Murray’s answer: “It’s an interesting contrast. I think the history of the issue has evolved differently there. There’s a large environmental lawsuit that reduced the amount of area [open to vehicles], a much longer history of more reduced area, and more established management. The birds are doing better in the northern part of their breeding range.” Indeed they are, and they’re also doing better south of Cape Hatteras—where, as in the north, ORVs don’t run over chicks and eggs or flush adults from nests. For instance, the 3.7 miles of barrier beach on Lea-Hutaff Island, near Wilmington, North Carolina (managed by Audubon), had five successful piper nests in 2006 compared with one on the Cape Hatteras National Seashore’s 70 miles.

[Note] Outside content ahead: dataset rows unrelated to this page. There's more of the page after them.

#[cfg(test)]
mod tests {
    use super::*;
    use backfeed_shared::Post;
    use backfeed_storage::Storage;
    use std::sync::Mutex;
    use uuid::Uuid;
    use wiremock::matchers::{body_string_contains, method, path};
    use wiremock::{Mock, MockServer, ResponseTemplate};

    const SITE: &str = "https://mysite.test";

    async fn storage_with(content_html: &str) -> Arc<Storage> {
        let tmp = std::env::temp_dir().join(format!("backfeed_outbound_{}.db", Uuid::now_v7()));
        let storage = Storage::open(&tmp).await.expect("open test db");
        storage
            .upsert_post(&Post {
                id: "p1".into(),
                slug: "hello-world".into(),
                title: Some("Hello".into()),
                content_html: content_html.into(),
            })
            .await
            .unwrap();
        Arc::new(storage)
    }

    fn dispatcher(
        storage: Arc<Storage>,
        bus: Arc<EventBus>,
        http: HttpConfig,
    ) -> OutboundDispatcher {
        let site = SiteConfig {
            origin: SITE.into(),
            post_path: "/posts".into(),
        };
        let client = backfeed_discovery::build_client(&http).unwrap();
        OutboundDispatcher::new(site, &http, &OutboundConfig::default(), client, storage, bus)
    }

    async fn mount_endpoint(server: &MockServer) {
        Mock::given(method("HEAD"))
            .respond_with(
                ResponseTemplate::new(200).insert_header("Link", r#"</webmention>; rel="webmention""#),
            )
            .mount(server)
            .await;
        Mock::given(method("POST"))
            .and(path("/webmention"))
            .respond_with(ResponseTemplate::new(202))
            .mount(server)
            .await;
    }

    async fn posts_received(server: &MockServer) -> usize {
        server
            .received_requests()
            .await
            .unwrap_or_default()
            .iter()
            .filter(|r| r.method.as_str() == "POST")
            .count()
    }

    #[tokio::test]
    async fn sends_form_encoded_mention_and_emits_event() {
        let server = MockServer::start().await;
        Mock::given(method("HEAD"))
            .respond_with(
                ResponseTemplate::new(200).insert_header("Link", r#"</webmention>; rel="webmention""#),
            )
            .mount(&server)
            .await;
        Mock::given(method("POST"))
            .and(path("/webmention"))
            .and(body_string_contains(
                "source=https%3A%2F%2Fmysite.test%2Fposts%2Fhello-world",
            ))
            .respond_with(ResponseTemplate::new(201))
            .expect(1)
            .mount(&server)
            .await;

        let target = format!("{}/their-post", server.uri());
        let html = format!(
            r#"<p>Replying to <a href="{target}">this</a> and <a href="{SITE}/posts/older">my older post</a>.</p>"#
        );
        let bus = Arc::new(EventBus::new());
        let sent = Arc::new(Mutex::new(Vec::new()));
        {
            let sent = sent.clone();
            bus.on(events::WEBMENTION_SENT, move |event| {
                sent.lock().unwrap().push(event.payload.clone());
                Ok(())
            });
        }

        let d = dispatcher(storage_with(&html).await, bus, HttpConfig::default());
        let reports = d.dispatch("p1").await.unwrap();

        assert_eq!(reports.len(), 1);
        let report = &reports[0];
        assert!(report.success);
        assert_eq!(report.status, Some(201));
        assert_eq!(report.target, target);
        assert_eq!(report.endpoint, format!("{}/webmention", server.uri()));
        assert_eq!(report.source, "https://mysite.test/posts/hello-world");

        let sent = sent.lock().unwrap();
        assert_eq!(sent.len(), 1);
        assert_eq!(sent[0]["success"], true);
        assert_eq!(sent[0]["status"], 201);
        assert_eq!(sent[0]["target"], target.as_str());
    }

    #[tokio::test]
    async fn target_sent_exactly_as_written() {
        let server = MockServer::start().await;
        let literal = format!("http://LOCALHOST:{}", server.address().port());
        let encoded = format!("target=http%3A%2F%2FLOCALHOST%3A{}", server.address().port());

        Mock::given(method("HEAD"))
            .respond_with(
                ResponseTemplate::new(200).insert_header("Link", r#"</webmention>; rel="webmention""#),
            )
            .mount(&server)
            .await;
        Mock::given(method("POST"))
            .and(path("/webmention"))
            .and(body_string_contains(encoded.as_str()))
            .respond_with(ResponseTemplate::new(202))
            .expect(1)
            .mount(&server)
            .await;

        let html = format!(r#"<p>Thanks to <a href="{literal}">my friend</a></p>"#);
        let bus = Arc::new(EventBus::new());
        let sent = Arc::new(Mutex::new(Vec::new()));
        {
            let sent = sent.clone();
            bus.on(events::WEBMENTION_SENT, move |event| {
                sent.lock().unwrap().push(event.payload.clone());
                Ok(())
            });
        }

        let d = dispatcher(storage_with(&html).await, bus, HttpConfig::default());
        let reports = d.dispatch("p1").await.unwrap();

        assert_eq!(reports.len(), 1);
        assert!(reports[0].success);
        assert_eq!(reports[0].target, literal);
        assert_eq!(sent.lock().unwrap()[0]["target"], literal.as_str());
    }

    #[tokio::test]
    async fn refused_delivery_is_reported() {
        let server = MockServer::start().await;
        Mock::given(method("HEAD"))
            .respond_with(
                ResponseTemplate::new(200).insert_header("Link", r#"</webmention>; rel="webmention""#),
            )
            .mount(&server)
            .await;
        Mock::given(method("POST"))
            .respond_with(ResponseTemplate::new(400))
            .mount(&server)
            .await;

        let html = format!(r#"<a href="{}/p">p</a>"#, server.uri());
        let d = dispatcher(storage_with(&html).await, Arc::new(EventBus::new()), HttpConfig::default());
        let reports = d.dispatch("p1").await.unwrap();

        assert_eq!(reports.len(), 1);
        assert!(!reports[0].success);
        assert_eq!(reports[0].status, Some(400));
    }

    #[tokio::test]
    async fn targets_without_endpoint_are_skipped() {
        let server = MockServer::start().await;
        Mock::given(method("GET"))
            .respond_with(ResponseTemplate::new(200).set_body_string("<html>no endpoint</html>"))
            .mount(&server)
            .await;

        let html = format!(r#"<a href="{}/p">p</a>"#, server.uri());
        let bus = Arc::new(EventBus::new());
        let d = dispatcher(storage_with(&html).await, bus, HttpConfig::default());

        assert!(d.dispatch("p1").await.unwrap().is_empty());
        assert_eq!(posts_received(&server).await, 0);
    }

    #[tokio::test]
    async fn at_most_25_of_40_links_attempted() {
        let server = MockServer::start().await;
        mount_endpoint(&server).await;

        let html: String = (0..40)
            .map(|i| format!(r#"<a href="{}/post/{i}">{i}</a> "#, server.uri()))
            .collect();
        let d = dispatcher(storage_with(&html).await, Arc::new(EventBus::new()), HttpConfig::default());
        let reports = d.dispatch("p1").await.unwrap();

        assert_eq!(reports.len(), 25);
        assert_eq!(posts_received(&server).await, 25);

        let heads = server
            .received_requests()
            .await
            .unwrap_or_default()
            .iter()
            .filter(|r| r.method.as_str() == "HEAD")
            .count();
        assert_eq!(heads, 25);
    }

    #[tokio::test]
    async fn hanging_target_does_not_block_others() {
        let hanging = MockServer::start().await;
        Mock::given(wiremock::matchers::any())
            .respond_with(ResponseTemplate::new(200).set_delay(Duration::from_secs(30)))
            .mount(&hanging)
            .await;

        let healthy = MockServer::start().await;
        mount_endpoint(&healthy).await;

        let html = format!(
            r#"<a href="{}/slow">slow</a> <a href="{}/fast">fast</a>"#,
            hanging.uri(),
            healthy.uri()
        );
        let http = HttpConfig {
            discovery_head_timeout_secs: 1,
            request_timeout_secs: 1,
            ..HttpConfig::default()
        };
        let d = dispatcher(storage_with(&html).await, Arc::new(EventBus::new()), http);

        let started = std::time::Instant::now();
        let reports = d.dispatch("p1").await.unwrap();

        assert!(started.elapsed() < Duration::from_secs(10));
        assert_eq!(reports.len(), 1);
        assert!(reports[0].target.starts_with(&healthy.uri()));
        assert_eq!(posts_received(&healthy).await, 1);
    }

    #[tokio::test]
    async fn empty_or_missing_post_is_noop() {
        let d = dispatcher(storage_with("   ").await, Arc::new(EventBus::new()), HttpConfig::default());
        assert!(d.dispatch("p1").await.unwrap().is_empty());
        assert!(d.dispatch("nope").await.unwrap().is_empty());
    }

    #[tokio::test]
    async fn publish_event_schedules_background_dispatch() {
        let server = MockServer::start().await;
        mount_endpoint(&server).await;

        let html = format!(r#"<a href="{}/p">p</a>"#, server.uri());
        let bus = Arc::new(EventBus::new());
        let tracker = TaskTracker::new();
        let d = Arc::new(dispatcher(storage_with(&html).await, bus.clone(), HttpConfig::default()));
        d.subscribe(&bus, &tracker);

        let delivered = bus.emit(events::POST_PUBLISHED, serde_json::json!({"post_id": "p1"}));
        assert_eq!(delivered, 1);

        tracker.close();
        tracker.wait().await;
        assert_eq!(posts_received(&server).await, 1);
    }

    #[tokio::test]
    async fn event_without_post_id_is_a_handler_error() {
        let bus = Arc::new(EventBus::new());
        let tracker = TaskTracker::new();
        let d = Arc::new(dispatcher(storage_with("").await, bus.clone(), HttpConfig::default()));
        d.subscribe(&bus, &tracker);

        assert_eq!(bus.emit(events::POST_UPDATED, serde_json::json!({})), 0);
        assert!(tracker.is_empty());
    }
}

Was the seashore violating the Park Service’s organic act by not leaving native ecosystems “unimpaired for the enjoyment of future generations”? Murray paused, then said: “We need to wait for the [Fish and Wildlife Service’s] Biological Opinion to inform us about the treatment of listed species.”

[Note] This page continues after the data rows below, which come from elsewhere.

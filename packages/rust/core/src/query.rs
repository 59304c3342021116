//! Read-side queries over stored mentions.

use backfeed_shared::{Mention, MentionStore, Result, TypeCounts};
use serde::Serialize;

/// How many mentions the stats view lists.
pub const RECENT_LIMIT: u32 = 10;

/// Aggregate view over all stored mentions.
#[derive(Debug, Clone, Serialize)]
pub struct MentionStats {
    pub total: u64,
    pub by_type: TypeCounts,
    /// Newest first, at most [`RECENT_LIMIT`].
    pub recent: Vec<Mention>,
}

/// Verified mentions of one post, oldest first.
pub async fn mentions_for_post(store: &dyn MentionStore, post_id: &str) -> Result<Vec<Mention>> {
    store.list_by_post(post_id).await
}

/// Totals per type plus the most recent mentions.
pub async fn stats(store: &dyn MentionStore) -> Result<MentionStats> {
    let by_type = store.count_by_type().await?;
    let recent = store.list_recent(RECENT_LIMIT).await?;

    Ok(MentionStats {
        total: by_type.total(),
        by_type,
        recent,
    })
}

He didn’t have to wait long. Three weeks later, on August 14, 2006—and in response to the seashore’s pursuit of incidental take for piping plovers—the Fish and Wildlife Service released one of the most bizarre biological opinions in the history of the Endangered Species Act, in which it found that “the undeterminable level of incidental take [of piping plovers] is expected to be a proportion of all the abandoned and existing nests.” In other words: It’s okay for the seashore to let ORVs kill most of the birds—say, 99 percent—provided they don’t kill them all. Same with sea turtles. The document had made sense before it was sent to the USFWS regional office in Atlanta for the “review process.” Such is the administration’s commitment to its alleged “new” park policy of favoring natural resources over recreation.

As for the ORV management plan required by law to have been implemented in 1972, the seashore hopes to have it ready by 2009. Toward this end it has embarked on what it calls “negotiated rule making,” a process by which private “stakeholders” do the Park Service’s job for it by promul-gating regulations for themselves. The seashore has spent the last year just trying to figure out who should sit at the table, and at this writing it’s still figuring. “We’ve agreed to participate because they asked us,” said Derb Carter of the Southern Environmental Law Center. “But I really question whether the ORV crowd will accept any level of compromise. . . . There’s not going to be much incentive for environmentalist involvement if this is just going to be a distraction from actions that the seashore should be taking.”

So far ORV interests dominate the stakeholder committee. The Hatteras Island Homeowners Coalition (Kayota’s group) tried and failed to get a seat. But the Outer Banks Preservation Association succeeded. Its representative at the table will be none other than Dave Goodwin, moderator of the “Free Access Dammit!” forum of Fish Mojo.